Abstract

Background: A new policy was implemented in November 2021 to reduce the length of post-anesthesia-care-unit (PACU) stay from 6 hours to 4 hours to reduce the nursing care burden and decrease the length of stay, yet how it affected patients’ events after PACU discharge needed close evaluation. Thus, the QI project aimed to retrospectively examine unexpected or safety events of patients who underwent carotid artery stenting or carotid endarterectomy procedures before versus after implementing the new policy. Objective: To compare and examine the rates of unexpected or safety events that occurred before (5/1/2021 - 10/31/2021; PRE) vs. after (2/1/2022 - 7/31/2022; POST) adoption of the new policy. Methods: A determination of IRB review was granted for the retrospective QI project. The unexpected or safety events included patient issues (rapid response calls, STAT calls to service, or bounce back to a higher level of care) and issues with VS or neuro assessment variability.

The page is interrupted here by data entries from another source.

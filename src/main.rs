//! Garment overlay application: composites a garment onto camera or recorded frames.

use anyhow::{bail, Context, Result};
use clap::Parser;
use log::{info, warn};
use pose_tryon::{
    app::CaptureLoop,
    assets::GarmentAssets,
    config::Config,
    frame::FrameSource,
    orientation::{HeadingSource, OrientationAdapter, OrientationPermission},
    pipeline::TickSettings,
    render::SharedSurface,
    replay::{DirectoryFrameSource, ReplayLandmarkSource},
    tint::Color,
};
use std::{path::PathBuf, sync::Arc};
use tokio::sync::watch;

#[derive(Parser, Debug)]
#[command(author, version, about, long_about = None)]
struct Args {
    /// Directory of PNG frames to process
    #[arg(short, long)]
    frames: Option<PathBuf>,

    /// Camera index to use instead of recorded frames
    #[cfg(feature = "camera")]
    #[arg(long)]
    camera: Option<i32>,

    /// Recorded pose landmarks (JSON array of pose frames)
    #[arg(short, long)]
    landmarks: Option<PathBuf>,

    /// Directory holding front/back/left/right garment images
    #[arg(short, long)]
    assets: Option<PathBuf>,

    /// Garment color as #RRGGBB (neutral color draws the garment as-is)
    #[arg(long)]
    color: Option<String>,

    /// Fixed body heading in degrees, as from a device sensor
    #[arg(long, allow_hyphen_values = true)]
    heading: Option<f32>,

    /// Pointer position as a fraction of the view width (0.0 to 1.0)
    #[arg(long)]
    pointer_x: Option<f32>,

    /// Directory for rendered frames and the final snapshot
    #[arg(short, long)]
    output: Option<PathBuf>,

    /// Enable debug output
    #[arg(short, long)]
    debug: bool,

    /// Path to configuration file (YAML format)
    #[arg(short = 'C', long)]
    config: Option<String>,

    /// Print an example configuration file and exit
    #[arg(long)]
    example_config: bool,
}

#[tokio::main]
async fn main() -> Result<()> {
    // Parse command line arguments
    let args = Args::parse();

    // Initialize logger
    if args.debug {
        env_logger::init_from_env(env_logger::Env::new().default_filter_or("debug"));
    } else {
        env_logger::init_from_env(env_logger::Env::new().default_filter_or("info"));
    }

    if args.example_config {
        print!("{}", pose_tryon::config::EXAMPLE_CONFIG);
        return Ok(());
    }

    info!("Pose-guided garment overlay");

    // Load configuration if provided
    let mut config = if let Some(config_path) = &args.config {
        info!("Loading configuration from: {}", config_path);
        match Config::from_file(config_path) {
            Ok(cfg) => cfg,
            Err(e) => {
                warn!("Failed to load config file: {}. Using defaults.", e);
                Config::default()
            }
        }
    } else {
        Config::default()
    };

    // Command line overrides
    if let Some(assets) = &args.assets {
        config.assets.directory.clone_from(assets);
    }
    if let Some(output) = &args.output {
        config.output.directory.clone_from(output);
    }
    config.validate().context("Invalid configuration")?;

    let settings = TickSettings {
        color: resolve_color(&config, args.color.as_deref())?,
        heading: resolve_heading(config.orientation.source, args.heading, args.pointer_x),
    };
    info!("Garment color {}", settings.color);
    let (_settings_tx, settings_rx) = watch::channel(settings);

    let assets = Arc::new(
        GarmentAssets::load_dir_async(config.assets.clone())
            .await
            .context("Failed to load garment assets")?,
    );

    let landmarks = match &args.landmarks {
        Some(path) => ReplayLandmarkSource::from_file(path)
            .with_context(|| format!("Failed to read landmarks from {}", path.display()))?,
        None => {
            warn!("No landmark recording given, frames will show the background only");
            ReplayLandmarkSource::default()
        }
    };

    std::fs::create_dir_all(&config.output.directory)
        .with_context(|| format!("Cannot create {}", config.output.directory.display()))?;

    #[cfg(feature = "camera")]
    if let Some(index) = args.camera {
        let camera = pose_tryon::camera::OpenCvCamera::new(index);
        return run(config, camera, landmarks, assets, settings_rx).await;
    }

    let Some(frames) = args.frames else {
        bail!("No frame source: pass --frames <dir>");
    };
    run(config, DirectoryFrameSource::new(frames), landmarks, assets, settings_rx).await
}

/// Run one capture session to completion or Ctrl-C
async fn run<C: FrameSource + 'static>(
    config: Config,
    frames: C,
    landmarks: ReplayLandmarkSource,
    assets: Arc<GarmentAssets>,
    settings: watch::Receiver<TickSettings>,
) -> Result<()> {
    let output = config.output.clone();
    let mut capture = CaptureLoop::new(config, SharedSurface::new());
    if output.write_frames {
        capture = capture.with_frame_output(&output.directory);
    }
    let capture = Arc::new(capture);

    capture.start(frames, landmarks, assets, settings).await?;

    let stopper = Arc::clone(&capture);
    tokio::spawn(async move {
        if tokio::signal::ctrl_c().await.is_ok() {
            info!("Exit requested by user");
            stopper.stop();
        }
    });
    capture.wait().await?;

    let snapshot = output.directory.join("snapshot.png");
    if capture.surface().save_snapshot(&snapshot)? {
        info!("Saved snapshot to {}", snapshot.display());
    }
    info!("Application shutting down: {}", capture.stats());

    Ok(())
}

fn resolve_color(config: &Config, requested: Option<&str>) -> Result<Color> {
    let Some(requested) = requested else {
        return Ok(config.tint.neutral_color);
    };
    let color: Color = requested.parse()?;
    if !config.tint.palette.contains(&color) {
        warn!("Color {} is not in the configured palette", color);
    }
    Ok(color)
}

/// Heading from the preferred source, falling back to whichever one was given
fn resolve_heading(preferred: HeadingSource, heading: Option<f32>, pointer_x: Option<f32>) -> Option<f32> {
    let use_device = match (preferred, heading, pointer_x) {
        (_, None, None) => return None,
        (HeadingSource::Device, Some(_), _) | (_, Some(_), None) => true,
        _ => false,
    };

    let mut adapter = OrientationAdapter::new();
    let sample = if use_device {
        adapter.apply_permission(OrientationPermission::Granted);
        adapter.on_device_rotation(heading)
    } else {
        if preferred == HeadingSource::Device {
            adapter.apply_permission(OrientationPermission::Unsupported);
        }
        pointer_x.and_then(|x| adapter.on_pointer_move(x, 1.0))
    };
    sample.map(|s| s.heading_degrees)
}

For group comparison, Fisher’s Exact tests were used for dichotomous information, and the Mann-Whitney U tests were performed for continuous data. Results: A total of 145 patients were identified during the study period composing 75 (51.7%) PRE and 70 (48.3%) POST patients. The rates of VS or neuro assessment variability were similar in both groups (PRE: 1.3% vs. POST: 1.3%, p =1.000). Though we saw a lower rate of patient issues within 24 hours on the floor in POST (4.3%), the difference was not statistically significant (PRE: 8.0%, p =0.496). Conclusion: Inefficient patient throughput can impact currently strained hospital resources. Findings of the QI project confirmed that the new policy did not incur a higher rate of instability on the nursing unit. This data lends confidence to Vascular Surgery and Stroke programs as they seek to streamline patient care and manage hospital resources.